Instructions to Patient: “Straighten your arm.”

Action: The patient attempts to move through the full range of elbow extension.

Grades 0 & 1
Patient Position: Maintain the grade 2 position with the shoulder in internal rotation and adduction, and the forearm positioned above the abdomen. The forearm is in neutral pronation/supination and the elbow is in 30° of flexion.

Examiner Position: Support the arm. For trace function, palpate the distal triceps at its insertion on the olecranon. The belly of the triceps muscle may also be palpated and observed for movement.
Instructions to Patient: “Straighten your arm.”

Action: The patient attempts to fully extend the elbow.

Ref: International Standards for the Classification of Spinal Cord Injury Motor Exam Guide June 2008”

78
Q

What are common C7 muscle substitutions one must watch for during the asia exam?

A

“1. ER of shoulder (C5/6, infraspinatus)

  1. quickly flexing/relaxing elbow flexors (C5)
  2. triceps spasticity.

Ref: International Standards for the Classification of Spinal Cord Injury Motor Exam Guide June 2008”

79
Q

Describe the way to test C8 in ASIA exam (grade 0-5).

A

“C8 Long Finger Flexors| FDP
Grade 3
Patient Position: The shoulder is in neutral rotation, neutral flexion-extension, and adduction. The elbow is fully extended with the forearm fully supinated. The wrist is in neutral flexion-extension. The (MCP) and (PIP) are stabilized in extension.

Examiner Position: Using two hands grasp the patient’s hand and stabilize the wrist In neutral. Secure the PIP and MCP joints in extension with both hands while isolating the middle finger for testing. Stabilize the volar aspect of the 3Rd middle phalanx with the thumb of the opposite hand. As an alternate method, 1 hand may be used to stabilize instead of 2. The PIP and MCP joints are stabilized as previously described, with the thumb of the stabilizing hand now securing the middle phalanx.

Instructions to Patient: “Bend the tip of your middle finger.”

Action: The patient attempts to flex the (DIP) joint through the full range of motion in flexion.

Grades 4 & 5
Patient Position: The same as grade 3, except the DIP joint is fully flexed.

Examiner Position: Stabilize the wrist, MCP and PIP joints as in grade 3. Apply pressure with the tip of the finger or thumb against the distal phalanx of the patient’s middle finger.

Instructions to Patient: “Hold the tip of your finger in this bent position. Don’t let me move it.”

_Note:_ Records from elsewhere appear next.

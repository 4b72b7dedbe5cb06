//! Contract between the RPC server and its authentication handlers.
//!
//! The RPC framework owns connections and credential-type dispatch. What it
//! needs from a handler is captured by [`AuthHandler`]; what it needs from the
//! claims a handler produces is captured by [`Claims`]. The token parsing
//! routine the server runs on every bearer token lives in [`verify`].

pub mod verify;

use crate::claims::JwtClaims;
use crate::errors::AuthError;
use async_trait::async_trait;
use common::jwt::UnverifiedHeader;
use jsonwebtoken::DecodingKey;
use serde::{Deserialize, Serialize};
use std::collections::HashMap;
use std::fmt;
use std::future::Future;
use tokio_util::sync::CancellationToken;

pub use verify::{verify_token, Authenticated, VerifiedClaims};

/// Names the auth scheme that issued a token.
///
/// The server routes bearer tokens to a handler by this value, and the
/// issuer stamps it into the `rpc_creds_type` claim.
#[derive(Debug, Clone, PartialEq, Eq, Hash, Serialize, Deserialize)]
#[serde(transparent)]
pub struct CredentialsType(String);

impl CredentialsType {
    /// Create a credentials type from any string.
    pub fn new(value: impl Into<String>) -> Self {
        Self(value.into())
    }

    /// The raw tag.
    pub fn as_str(&self) -> &str {
        &self.0
    }
}

impl fmt::Display for CredentialsType {
    fn fmt(&self, f: &mut fmt::Formatter<'_>) -> fmt::Result {
        f.write_str(&self.0)
    }
}

impl From<&str> for CredentialsType {
    fn from(value: &str) -> Self {
        Self::new(value)
    }
}

/// Per-request context handed to every collaborator call.
///
/// Cancelling the token aborts any in-flight key lookup or entity
/// verification for the request with [`AuthError::Cancelled`].
#[derive(Debug, Clone, Default)]
pub struct AuthContext {
    cancellation: CancellationToken,
    metadata: HashMap<String, String>,
}

impl AuthContext {
    /// Context with a fresh cancellation token and no metadata.
    pub fn new() -> Self {
        Self::default()
    }

    /// Context bound to a caller-owned cancellation token.
    pub fn with_cancellation(cancellation: CancellationToken) -> Self {
        Self {
            cancellation,
            metadata: HashMap::new(),
        }
    }

    /// Attach request metadata (e.g. non-credential gRPC headers).
    pub fn with_metadata(mut self, metadata: HashMap<String, String>) -> Self {
        self.metadata = metadata;
        self
    }

    /// Request metadata visible to collaborators.
    pub fn metadata(&self) -> &HashMap<String, String> {
        &self.metadata
    }

    /// The cancellation token governing this request.
    pub fn cancellation(&self) -> &CancellationToken {
        &self.cancellation
    }

    /// Whether the request has been cancelled.
    pub fn is_cancelled(&self) -> bool {
        self.cancellation.is_cancelled()
    }

    /// Drive `fut` to completion unless the context is cancelled first.
    ///
    /// Cancellation is checked before `fut` is first polled, so an already
    /// cancelled context never reaches the collaborator.
    pub async fn run<T, F>(&self, fut: F) -> Result<T, AuthError>
    where
        F: Future<Output = Result<T, AuthError>>,
    {
        tokio::select! {
            biased;
            () = self.cancellation.cancelled() => Err(AuthError::Cancelled),
            result = fut => result,
        }
    }
}

/// Claims produced by a handler for one verification attempt.
///
/// A fresh instance comes from [`AuthHandler::create_claims`], is filled from
/// the signature-verified payload, and must pass [`Claims::validate`] before
/// [`Claims::entity`] means anything. [`verify_token`] enforces that order.
pub trait Claims: Send + Sync + 'static {
    /// Replace the wire payload.
    fn set_payload(&mut self, payload: JwtClaims);

    /// The wire payload.
    fn payload(&self) -> &JwtClaims;

    /// The caller-identifying entity carried by the claims.
    ///
    /// # Errors
    ///
    /// Fails when the claims do not name an entity.
    fn entity(&self) -> Result<String, AuthError>;

    /// Semantic validation of the claims.
    ///
    /// # Errors
    ///
    /// Fails with the first check that does not pass.
    fn validate(&self) -> Result<(), AuthError>;
}

/// An authentication handler registered with the RPC server for one
/// credentials type.
#[async_trait]
pub trait AuthHandler: Send + Sync {
    /// Claims type produced per verification attempt.
    type Claims: Claims;

    /// Opaque identity information bound to the request after verification.
    type EntityInfo: Send + Sync + 'static;

    /// Exchange an entity and payload for token metadata through the live
    /// protocol path.
    async fn authenticate(
        &self,
        ctx: &AuthContext,
        entity: &str,
        payload: &str,
    ) -> Result<HashMap<String, String>, AuthError>;

    /// Decide whether `entity` may connect, returning info about it.
    async fn verify_entity(
        &self,
        ctx: &AuthContext,
        entity: &str,
    ) -> Result<Self::EntityInfo, AuthError>;

    /// A fresh, empty claims instance for one verification attempt.
    fn create_claims(&self) -> Self::Claims;

    /// Resolve the key that must have signed a token with this header.
    async fn token_verification_key(
        &self,
        ctx: &AuthContext,
        header: &UnverifiedHeader,
    ) -> Result<DecodingKey, AuthError>;
}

Action: The patient attempts to maintain the fully flexed position of the DIP joint, and resist the pressure applied by the examiner in the direction of finger extension.

Grades 0, 1 & 2
Patient Position: The shoulder is in neutral rotation, neutral flexion-extension, and adduction. The elbow is fully extended. The forearm is in neutral pronation-supination and the wrist in neutral flexion-extension. The MCP and PIP joints are stabilized in extension.

Examiner Position: Stabilize the wrist in neutral and the MCP and PIP joints in extension. For trace function, palpate the tendons of the long finger flexors or observe the muscle belly for movement.

Instructions to Patient: “Bend the tip of your middle finger.”

Action: The patient attempts to flex the (DIP) joint through the full range of motion in flexion.

Ref: International Standards for the Classification of Spinal Cord Injury Motor Exam Guide June 2008”

80
Q

what are common C8 muscle substitution?

A

“Grade 1-3: active wrist extension. May cause Involuntary movement of the DIP (tenodesis).

grades 4 and 5, hand intrinsics or the flexor digitorum superficialis.”